Pack your bags  ladies, pre camp starts tomorrow July 3-5. Camp starts July 6-11. Don't miss out on the fun! 

(Link here)

If you have questions, feel free to ask and those of us who've participated before can tell you what you might expect. 

(Now this is not as advertisement Kaiaa, Cabin 2 is the best and you should join. Its tradition for TBT members to join it....as of last year... And you don't always get put in the cabin you ask for but whatever Cabin you get in you'll have loads of fun! Think TBT Fair only with more people and way more competitive.)


----------



## WonderK (Jul 2, 2015)

I remember doing this last year. I'll sign up for sure.


----------



## Bowie (Jul 2, 2015)

Advertising is not allowed. Please put this in your signature instead.

Only joking, obviously. This sounds like fun! I doubt I'll be participating, but it does sound like a lot of fun!


----------



## Red Cat (Jul 2, 2015)

What the heck is this?


----------



## WonderK (Jul 2, 2015)

Red Cat said:


> What the heck is this?



It's a huge online tournament with a ton of other forums.


----------



## LaBelleFleur (Jul 2, 2015)

Sounds like fun! 

Dumb question, but do you have to wait until pre camp to register? I can't access much on the website, including the FAQs - it just says 'Board Offline'. Not sure if that's because I'm on mobile.


----------



## WonderK (Jul 2, 2015)

LaBelleFleur said:


> Sounds like fun!
> 
> Dumb question, but do you have to wait until pre camp to register? I can't access much on the website, including the FAQs - it just says 'Board Offline'. Not sure if that's because I'm on mobile.



They're still making the site. It'll be available tomorrow.


----------



## ObeseMudkipz (Jul 2, 2015)

If this is for super smash (probably is because of the name xD) I might not join since it'd probably never be on the 3DS


----------



## BellGreen (Jul 2, 2015)

ObeseMudkipz said:


> If this is for super smash (probably is because of the name xD) I might not join since it'd probably never be on the 3DS



It's not about Smash. Although they'll probably have that for a camp game, it doesn't revolve around Smash ENTIRELY.


----------



## Curry (Jul 2, 2015)

Hi guys! My name is Curry and I am one of the admins of this years Smash Camp this year!  I saw a few questions I could provide the answers to:
Can I not register if I don't already have an account?
For the time being, no. Because the board is offline for members, you unfortunately can not register. However, you can once the board opens to the public!
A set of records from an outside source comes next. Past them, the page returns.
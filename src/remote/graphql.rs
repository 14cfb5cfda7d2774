// SPDX-FileCopyrightText: 2025 Jason Pena <jasonpena@awkless.com>
// SPDX-License-Identifier: MIT

//! GraphQL documents and response shapes for GitHub's v4 API.

use crate::commit::oid::Oid;

use serde::Deserialize;

pub const HEAD_OID_QUERY: &str = r#"
query HeadOid($owner: String!, $name: String!, $branch: String!) {
  repository(owner: $owner, name: $name) {
    ref(qualifiedName: $branch) {
      target {
        oid
      }
    }
  }
}
"#;

pub const FILE_QUERY: &str = r#"
query File($owner: String!, $name: String!, $expression: String!) {
  repository(owner: $owner, name: $name) {
    object(expression: $expression) {
      ... on Blob {
        text
        isBinary
      }
    }
  }
}
"#;

pub const DIR_QUERY: &str = r#"
query Dir($owner: String!, $name: String!, $expression: String!) {
  repository(owner: $owner, name: $name) {
    object(expression: $expression) {
      ... on Tree {
        entries {
          path
          type
          object {
            ... on Blob {
              text
              isBinary
            }
          }
        }
      }
    }
  }
}
"#;

pub const CREATE_COMMIT_MUTATION: &str = r#"
mutation CreateCommit($input: CreateCommitOnBranchInput!) {
  createCommitOnBranch(input: $input) {
    commit {
      oid
      url
    }
  }
}
"#;

/// Standard GraphQL response envelope.
#[derive(Debug, Deserialize)]
pub struct Response<T> {
    pub data: Option<T>,
    #[serde(default)]
    pub errors: Vec<ResponseError>,
}

#[derive(Debug, Deserialize)]
pub struct ResponseError {
    pub message: String,
    #[serde(rename = "type")]
    pub kind: Option<String>,
}

impl ResponseError {
    /// Check if error reports that branch head no longer matches the
    /// expected head of a commit.
    pub fn is_stale_head(&self) -> bool {
        self.kind.as_deref() == Some("STALE_DATA")
            || self.message.contains("Expected branch to point to")
    }
}

#[derive(Debug, Deserialize)]
pub struct HeadOidData {
    pub repository: Option<HeadOidRepository>,
}

#[derive(Debug, Deserialize)]
pub struct HeadOidRepository {
    #[serde(rename = "ref")]
    pub reference: Option<RefNode>,
}

#[derive(Debug, Deserialize)]
pub struct RefNode {
    pub target: TargetNode,
}

#[derive(Debug, Deserialize)]
pub struct TargetNode {
    pub oid: Oid,
}

#[derive(Debug, Deserialize)]
pub struct ObjectData {
    pub repository: Option<ObjectRepository>,
}

#[derive(Debug, Deserialize)]
pub struct ObjectRepository {
    pub object: Option<ObjectNode>,
}

/// Blob or tree node. Fields of the other kind stay empty.
#[derive(Debug, Default, Deserialize)]
#[serde(rename_all = "camelCase")]
pub struct ObjectNode {
    pub text: Option<String>,
    pub is_binary: Option<bool>,
    pub entries: Option<Vec<TreeEntryNode>>,
}

#[derive(Debug, Deserialize)]
pub struct TreeEntryNode {
    pub path: String,
    #[serde(rename = "type")]
    pub kind: String,
    pub object: Option<ObjectNode>,
}

#[derive(Debug, Deserialize)]
#[serde(rename_all = "camelCase")]
pub struct CreateCommitData {
    pub create_commit_on_branch: Option<CreateCommitPayload>,
}

#[derive(Debug, Deserialize)]
pub struct CreateCommitPayload {
    pub commit: Option<CommitNode>,
}

#[derive(Debug, Deserialize)]
pub struct CommitNode {
    pub oid: Oid,
    pub url: Option<String>,
}

#[cfg(test)]
mod tests {
    use super::*;
    use pretty_assertions::assert_eq;

    #[test]
    fn detect_stale_head_errors() -> anyhow::Result<()> {
        let body = r#"{
            "data": { "createCommitOnBranch": null },
            "errors": [{
                "type": "STALE_DATA",
                "message": "Expected branch to point to \"abc\" but it did not. Pull and try again."
            }]
        }"#;
        let response: Response<CreateCommitData> = serde_json::from_str(body)?;

        assert_eq!(response.errors.len(), 1);
        assert!(response.errors[0].is_stale_head());

        Ok(())
    }

    #[test]
    fn decode_tree_listing() -> anyhow::Result<()> {
        let body = r#"{
            "data": { "repository": { "object": { "entries": [
                {
                    "path": "content/posts/a.md",
                    "type": "blob",
                    "object": { "text": "a", "isBinary": false }
                },
                { "path": "content/posts/img", "type": "tree", "object": {} }
            ] } } }
        }"#;
        let response: Response<ObjectData> = serde_json::from_str(body)?;
        let entries = response
            .data
            .and_then(|data| data.repository)
            .and_then(|repository| repository.object)
            .and_then(|object| object.entries)
            .unwrap_or_default();

        assert_eq!(entries.len(), 2);
        assert_eq!(entries[0].kind, "blob");
        assert_eq!(entries[0].object.as_ref().and_then(|o| o.text.as_deref()), Some("a"));
        assert!(entries[1].object.as_ref().is_some_and(|o| o.text.is_none()));

        Ok(())
    }
}
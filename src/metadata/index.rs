// SPDX-FileCopyrightText: 2025 Jason Pena <jasonpena@awkless.com>
// SPDX-License-Identifier: MIT

//! Denormalized document index stored as `metadata.json`.

use crate::{
    commit::oid::Oid,
    document::{Author, Document, Status},
    metadata::{schema::RESERVED_FIELDS, MetadataError, Result},
};

use chrono::{DateTime, Utc};
use serde::{
    de::{MapAccess, Visitor},
    Deserialize, Deserializer, Serialize,
};
use serde_json::{Map, Value};
use std::{
    collections::BTreeMap,
    fmt::{Display, Formatter, Result as FmtResult},
    str::FromStr,
};
use tracing::warn;

/// Key holding [`SourceInfo`] of an entry.
pub const SOURCE_KEY: &str = "__outstatic";

/// Where an index entry came from.
#[derive(Debug, Clone, PartialEq, Eq, Serialize, Deserialize)]
pub struct SourceInfo {
    /// Repository path of document file.
    pub path: String,

    /// Git blob id of document file contents.
    pub hash: Oid,

    /// Branch head the entry was written against.
    pub commit: Oid,
}

/// Summary of a single document.
#[derive(Debug, Clone, PartialEq, Serialize, Deserialize)]
#[serde(rename_all = "camelCase")]
pub struct MetadataEntry {
    pub title: String,
    pub status: Status,
    pub slug: String,
    pub collection: String,

    #[serde(default, skip_serializing_if = "Option::is_none")]
    pub published_at: Option<DateTime<Utc>>,

    #[serde(default, skip_serializing_if = "Option::is_none")]
    pub author: Option<Author>,

    #[serde(default, skip_serializing_if = "Option::is_none")]
    pub description: Option<String>,

    #[serde(default, skip_serializing_if = "Option::is_none")]
    pub cover_image: Option<String>,

    #[serde(rename = "__outstatic")]
    pub source: SourceInfo,

    /// Custom front matter fields.
    ///
    /// Never holds a key of the summary fields above.
    #[serde(flatten)]
    pub fields: BTreeMap<String, Value>,
}

impl MetadataEntry {
    /// Summarize document stored at `path`.
    ///
    /// The `rendered` contents are the exact bytes committed for the
    /// document, so the recorded hash matches the blob git will store.
    /// Custom front matter keys that collide with summary fields are left
    /// out of the entry.
    ///
    /// # Errors
    ///
    /// - Return [`MetadataError::Document`] if document has no valid slug.
    /// - Return [`MetadataError::Serialize`] if a custom field cannot be
    ///   represented as JSON.
    pub fn from_document(
        collection: impl Into<String>,
        path: impl Into<String>,
        document: &Document,
        rendered: &str,
        base: &Oid,
    ) -> Result<Self> {
        let front = &document.front_matter;
        let fields = front
            .fields
            .iter()
            .filter(|(key, _)| {
                let reserved = is_summary_key(key);
                if reserved {
                    warn!("leave front matter key {key:?} out of metadata index");
                }
                !reserved
            })
            .map(|(key, value)| serde_json::to_value(value).map(|value| (key.clone(), value)))
            .collect::<Result<BTreeMap<_, _>, serde_json::Error>>()?;

        Ok(Self {
            title: front.title.clone(),
            status: front.status,
            slug: document.resolved_slug()?,
            collection: collection.into(),
            published_at: front.published_at,
            author: front.author.clone(),
            description: front.description.clone(),
            cover_image: front.cover_image.clone(),
            source: SourceInfo {
                path: path.into(),
                hash: Oid::for_blob(rendered)?,
                commit: base.clone(),
            },
            fields,
        })
    }

    /// Look up summary or custom field by its JSON name.
    pub fn field(&self, name: &str) -> Option<Value> {
        match name {
            "title" => Some(self.title.clone().into()),
            "slug" => Some(self.slug.clone().into()),
            "collection" => Some(self.collection.clone().into()),
            "status" => serde_json::to_value(self.status).ok(),
            "publishedAt" => self.published_at.map(|date| date.to_rfc3339().into()),
            "description" => self.description.clone().map(Into::into),
            "coverImage" => self.cover_image.clone().map(Into::into),
            "author" => self.author.as_ref().and_then(|author| serde_json::to_value(author).ok()),
            _ => self.fields.get(name).cloned(),
        }
    }
}

/// Index of every document in the repository.
///
/// # Invariant
///
/// - Entries are unique by source path.
/// - Entries stay sorted by source path, so rewrites produce stable diffs.
#[derive(Debug, Clone, PartialEq, Serialize, Deserialize)]
pub struct MetadataIndex {
    /// Branch head the index was last written against.
    #[serde(default)]
    pub commit: Option<Oid>,

    pub generated: DateTime<Utc>,

    #[serde(default)]
    metadata: Vec<MetadataEntry>,
}

impl MetadataIndex {
    /// Construct empty index.
    pub fn new(now: DateTime<Utc>) -> Self {
        Self {
            commit: None,
            generated: now,
            metadata: Vec::new(),
        }
    }

    /// Construct index from arbitrary entries.
    ///
    /// Later entries win over earlier entries of the same path.
    pub fn from_entries(
        now: DateTime<Utc>,
        entries: impl IntoIterator<Item = MetadataEntry>,
    ) -> Self {
        let mut index = Self::new(now);
        for entry in entries {
            index.upsert(entry);
        }
        index
    }

    pub fn entries(&self) -> &[MetadataEntry] {
        self.metadata.as_slice()
    }

    pub fn len(&self) -> usize {
        self.metadata.len()
    }

    pub fn is_empty(&self) -> bool {
        self.metadata.is_empty()
    }

    /// Insert entry, replacing any entry with the same source path.
    pub fn upsert(&mut self, entry: MetadataEntry) {
        match self.position(&entry.source.path) {
            Ok(index) => self.metadata[index] = entry,
            Err(index) => self.metadata.insert(index, entry),
        }
    }

    /// Remove entry by source path.
    pub fn remove_path(&mut self, path: &str) -> Option<MetadataEntry> {
        self.position(path).ok().map(|index| self.metadata.remove(index))
    }

    /// Remove every entry of target collection, returning how many were removed.
    pub fn remove_collection(&mut self, collection: &str) -> usize {
        let before = self.metadata.len();
        self.metadata.retain(|entry| entry.collection != collection);
        before - self.metadata.len()
    }

    /// Find entry by source path.
    pub fn get(&self, path: &str) -> Option<&MetadataEntry> {
        self.position(path).ok().map(|index| &self.metadata[index])
    }

    /// Find entry by collection and slug.
    pub fn find(&self, collection: &str, slug: &str) -> Option<&MetadataEntry> {
        self.metadata
            .iter()
            .find(|entry| entry.collection == collection && entry.slug == slug)
    }

    /// Iterate over entries of target collection.
    pub fn entries_in<'a>(
        &'a self,
        collection: &'a str,
    ) -> impl Iterator<Item = &'a MetadataEntry> + 'a {
        self.metadata
            .iter()
            .filter(move |entry| entry.collection == collection)
    }

    /// Record branch head and generation time of index contents.
    pub fn stamp(&mut self, commit: &Oid, now: DateTime<Utc>) {
        self.commit = Some(commit.clone());
        self.generated = now;
    }

    fn position(&self, path: &str) -> Result<usize, usize> {
        self.metadata
            .binary_search_by(|entry| entry.source.path.as_str().cmp(path))
    }
}

impl FromStr for MetadataIndex {
    type Err = MetadataError;

    /// Parse `metadata.json`.
    ///
    /// Repeated keys inside an entry keep their first value, and entries
    /// that still fail to decode are skipped with a warning, so a damaged
    /// index can always be read and rebuilt.
    fn from_str(data: &str) -> Result<Self, Self::Err> {
        let raw: RawIndex = serde_json::from_str(data).map_err(|source| MetadataError::Parse {
            source,
            path: "metadata.json".into(),
        })?;

        let mut index = Self {
            commit: raw.commit,
            generated: raw.generated,
            metadata: Vec::with_capacity(raw.metadata.len()),
        };

        // INVARIANT: Hand-edited files may be unsorted or hold duplicates.
        for FirstWins(object) in raw.metadata {
            match serde_json::from_value::<MetadataEntry>(Value::Object(object)) {
                Ok(entry) => index.upsert(entry),
                Err(error) => warn!("skip malformed metadata entry: {error}"),
            }
        }

        Ok(index)
    }
}

impl Display for MetadataIndex {
    fn fmt(&self, fmt: &mut Formatter<'_>) -> FmtResult {
        let json = serde_json::to_string_pretty(self).map_err(|_| std::fmt::Error)?;
        writeln!(fmt, "{json}")
    }
}

/// Check if key names a summary field of [`MetadataEntry`].
fn is_summary_key(key: &str) -> bool {
    key == SOURCE_KEY || RESERVED_FIELDS.contains(&key)
}

#[derive(Deserialize)]
struct RawIndex {
    #[serde(default)]
    commit: Option<Oid>,
    generated: DateTime<Utc>,
    #[serde(default)]
    metadata: Vec<FirstWins>,
}

/// JSON object keeping the first value of repeated keys.
struct FirstWins(Map<String, Value>);

impl<'de> Deserialize<'de> for FirstWins {
    fn deserialize<D>(deserializer: D) -> Result<Self, D::Error>
    where
        D: Deserializer<'de>,
    {
        struct ObjectVisitor;

        impl<'de> Visitor<'de> for ObjectVisitor {
            type Value = FirstWins;

            fn expecting(&self, fmt: &mut Formatter<'_>) -> FmtResult {
                fmt.write_str("a metadata entry object")
            }

            fn visit_map<A>(self, mut access: A) -> Result<Self::Value, A::Error>
            where
                A: MapAccess<'de>,
            {
                let mut object = Map::new();
                while let Some((key, value)) = access.next_entry::<String, Value>()? {
                    object.entry(key).or_insert(value);
                }
                Ok(FirstWins(object))
            }
        }

        deserializer.deserialize_map(ObjectVisitor)
    }
}
// SPDX-FileCopyrightText: 2025 Jason Pena <jasonpena@awkless.com>
// SPDX-License-Identifier: MIT

//! Content-commit pipeline.
//!
//! Every change oxistatic makes to a content repository lands as exactly one
//! commit. Nothing is ever written file-by-file. A change goes through three
//! stages:
//!
//! 1. __Capture__ the current head [`Oid`] of the content branch. This object
//!    id acts as an optimistic-concurrency token for the rest of the
//!    pipeline.
//! 2. __Build__ a changeset of file additions, replacements, and deletions
//!    keyed by repository path through a [`CommitBuilder`].
//! 3. __Submit__ the changeset together with the captured object id. The
//!    remote applies the whole changeset atomically, or rejects all of it if
//!    the branch moved in the meantime.
//!
//! # Concurrent Edits
//!
//! Two editors working on the same branch will both capture the same head.
//! Whoever submits first wins. The second submission carries a stale
//! expected head and fails wholesale with
//! [`RemoteError::StaleHead`](crate::remote::RemoteError::StaleHead). The
//! caller must re-read repository state and rebuild its changeset on top of
//! the new head.
//!
//! # See Also
//!
//! 1. [GitHub GraphQL - createCommitOnBranch](https://docs.github.com/en/graphql/reference/mutations#createcommitonbranch)

pub mod builder;
pub mod oid;
pub mod submit;

pub use builder::{CommitBuilder, CommitError, CommitMessage, CommitRequest, FileChanges};
pub use oid::{Oid, OidError};
pub use submit::{submit, CreateCommitOnBranchInput};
If I have an account, can I sign in early? 
Yes. You'll still get the board offline message upon logging in, but you'll be logged in and see the board the moment it goes live.

Is Smash Camp all about Super Smash Bros.? 
No. We usually host a Smash Bros. tournament each year, however it is no longer the primary focus of the camp.

When is the board coming online?
Midnight eastern tonight.

Hope this helps.  Let me know if you have any other questions I could answer!


----------



## BellGreen (Jul 2, 2015)

Could you name a few examples of games and activities? I've definitely heard about Smash Camp before but I'd definitely like to know more about what can be done there, since it looks interesting.


----------



## Curry (Jul 2, 2015)

So each day we have roughly 5-6 activities. Some stuff we've done in the past (won't say this years since we want it to be a surprise, though there will be some repeats):
-Signature contest
-Tournaments (Smash Bros., Mario Kart, etc.)
-Art (non-signature) contest
-Flash games
-Scavengers hunts (across the various forums, and real life ones as well)
-Short story contest
-Song (written or performed) contest

Among others, those are some examples though.


----------



## Jake (Jul 2, 2015)

Every year I join but every year I never participate in anything and u can bet ur sweet *** that this year will b no different!!


----------



## Curry (Jul 2, 2015)

Jake. said:


> Every year I join but every year I never participate in anything and u can bet ur sweet *** that this year will b no different!!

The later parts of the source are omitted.